Allegations against Frontex
Scenes like this happen almost every day in the Canary Islands, which are developing into the new hotspot for migrants. This year alone, almost 20,000 of them have already arrived on the Atlantic Islands, a hundred kilometers from the West African coast. Almost ten times as many as in previous years. In the past week alone, more than 2,000 came.

The reasons: Firstly, the weather conditions. Winds and temperatures hardly allow a crossing over the Mediterranean at this time of the year. In addition, the previous hotspot routes in the eastern and central Mediterranean are now being monitored more consistently than in previous years.
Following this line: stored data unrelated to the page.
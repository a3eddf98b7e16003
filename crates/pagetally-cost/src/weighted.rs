// SPDX-License-Identifier: PMPL-1.0-or-later
// Copyright (c) 2026 Jonathan D.A. Jewell (hyperpolymath) <jonathan.jewell@open.ac.uk>
//
// Weighted cost splits across accounts.
//
// Shares are rounded half-to-even so repeated splits do not drift in one
// direction.  When the weights partition the whole total, the rounding
// residual is handed out one minimum unit at a time in share order, so the
// shares always add up to the rounded total.

use pagetally_core::error::{PageTallyError, Result};
use pagetally_core::money::{min_unit, round_half_even};
use pagetally_core::types::AccountTrxInfoSet;
use rust_decimal::Decimal;
use tracing::debug;

/// `total * weight / (weight_total * weight_unit)`, rounded half-to-even at
/// `scale` decimal places.
pub fn calc_weighted_amount(
    total: Decimal,
    weight_total: u32,
    weight: u32,
    weight_unit: u32,
    scale: u32,
) -> Result<Decimal> {
    let denominator = Decimal::from(weight_total) * Decimal::from(weight_unit);
    if denominator.is_zero() {
        return Err(PageTallyError::Validation(
            "weighted amount with zero weight total or unit".into(),
        ));
    }
    let share = total * Decimal::from(weight) / denominator;
    Ok(round_half_even(share, scale))
}

/// Split `total` over every entry of `set`, in entry order.
pub fn split_weighted(total: Decimal, set: &AccountTrxInfoSet, scale: u32) -> Result<Vec<Decimal>> {
    set.validate()?;

    let mut shares = set
        .infos
        .iter()
        .map(|info| calc_weighted_amount(total, set.weight_total, info.weight, info.weight_unit, scale))
        .collect::<Result<Vec<_>>>()?;

    let covered: Decimal = set
        .infos
        .iter()
        .map(|info| Decimal::from(info.weight) / Decimal::from(info.weight_unit))
        .sum();

    if covered == Decimal::from(set.weight_total) {
        let target = round_half_even(total, scale);
        let residual = target - shares.iter().copied().sum::<Decimal>();
        if !residual.is_zero() {
            distribute_residual(&mut shares, residual, scale);
            debug!(%residual, shares = shares.len(), "rounding residual distributed");
        }
    }

    Ok(shares)
}

fn distribute_residual(shares: &mut [Decimal], residual: Decimal, scale: u32) {
    let unit = min_unit(scale);
    let step = if residual.is_sign_negative() { -unit } else { unit };
    let mut left = residual;
    let mut i = 0;
    while !left.is_zero() && !shares.is_empty() {
        shares[i % shares.len()] += step;
        left -= step;
        i += 1;
    }
}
This is probably one of the reasons why the European border protection agency Frontex has come under criticism from the radical left these days. Their accusation: The border guards would carry out so-called pushbacks, especially in the Aegean Sea. This refers to operations in which migrant boats are pushed back across the EU's external border in EU waters without checking an asylum claim.

An accusation that the agency firmly rejects. The authority did not have any concrete evidence of this allegation. Intercepting migrant boats and asking them to change course is, however, covered by the EU regulation on the surveillance of the external sea borders.

Camp closed due to overcrowding
But while the current hotspot islands such as Lesbos in Greece or Lampedusa in Italy have now adjusted to the situation, the Canaries still lack the appropriate infrastructure to cope with this largest flow of migrants since 2006.

Another reason for the sudden rush: Due to the Covid pandemic and the associated restrictions, numerous Africans have lost their jobs and thus their income. Now they want to find new sources of income in the EU.

The local authorities are largely unprepared for this. The capacities to accommodate migrants are correspondingly small. A makeshift camp in the port of Arguineguin, a few kilometers from Maspalomas, was closed this week due to overcrowding.

The migrants are now being accommodated in hotels that have been vacant due to the Corona crisis. One of them is the Hotel Waikiki in the tourist hotspot Playa del Inglés. A barrier blocks the way to the hotel entrance. In addition, security personnel guard the building. Black Africans stand and sit across the street, killing time. Other migrants sit on the balconies of their hotel rooms.

Local anger
A scene that brings highly explosive social tensions. "We can no longer pay for our houses and apartments and they are accommodated here free of charge in four-star hotels," complain locals in talks with a journalist from Junge Freiheit. On the weekends there are now regular protest rallies by the local population.

A situation whose explosiveness has not remained hidden from the local authorities. Several reception camps are currently being set up at high pressure in the military field. Far from the public eye and not accessible to them either. Which means that the migration crisis would once again be out of sight and therefore out of people's minds.

And while the socialist government of Spain officially declares that it does not want to move migrants to the mainland, in Gran Canaria the sparrows are already whistling that many of those who have illegally come into the country are already being flown out at state expense to relieve the Canary Islands and one thing above all to avoid: endangering the image of the archipelago as a safe holiday destination.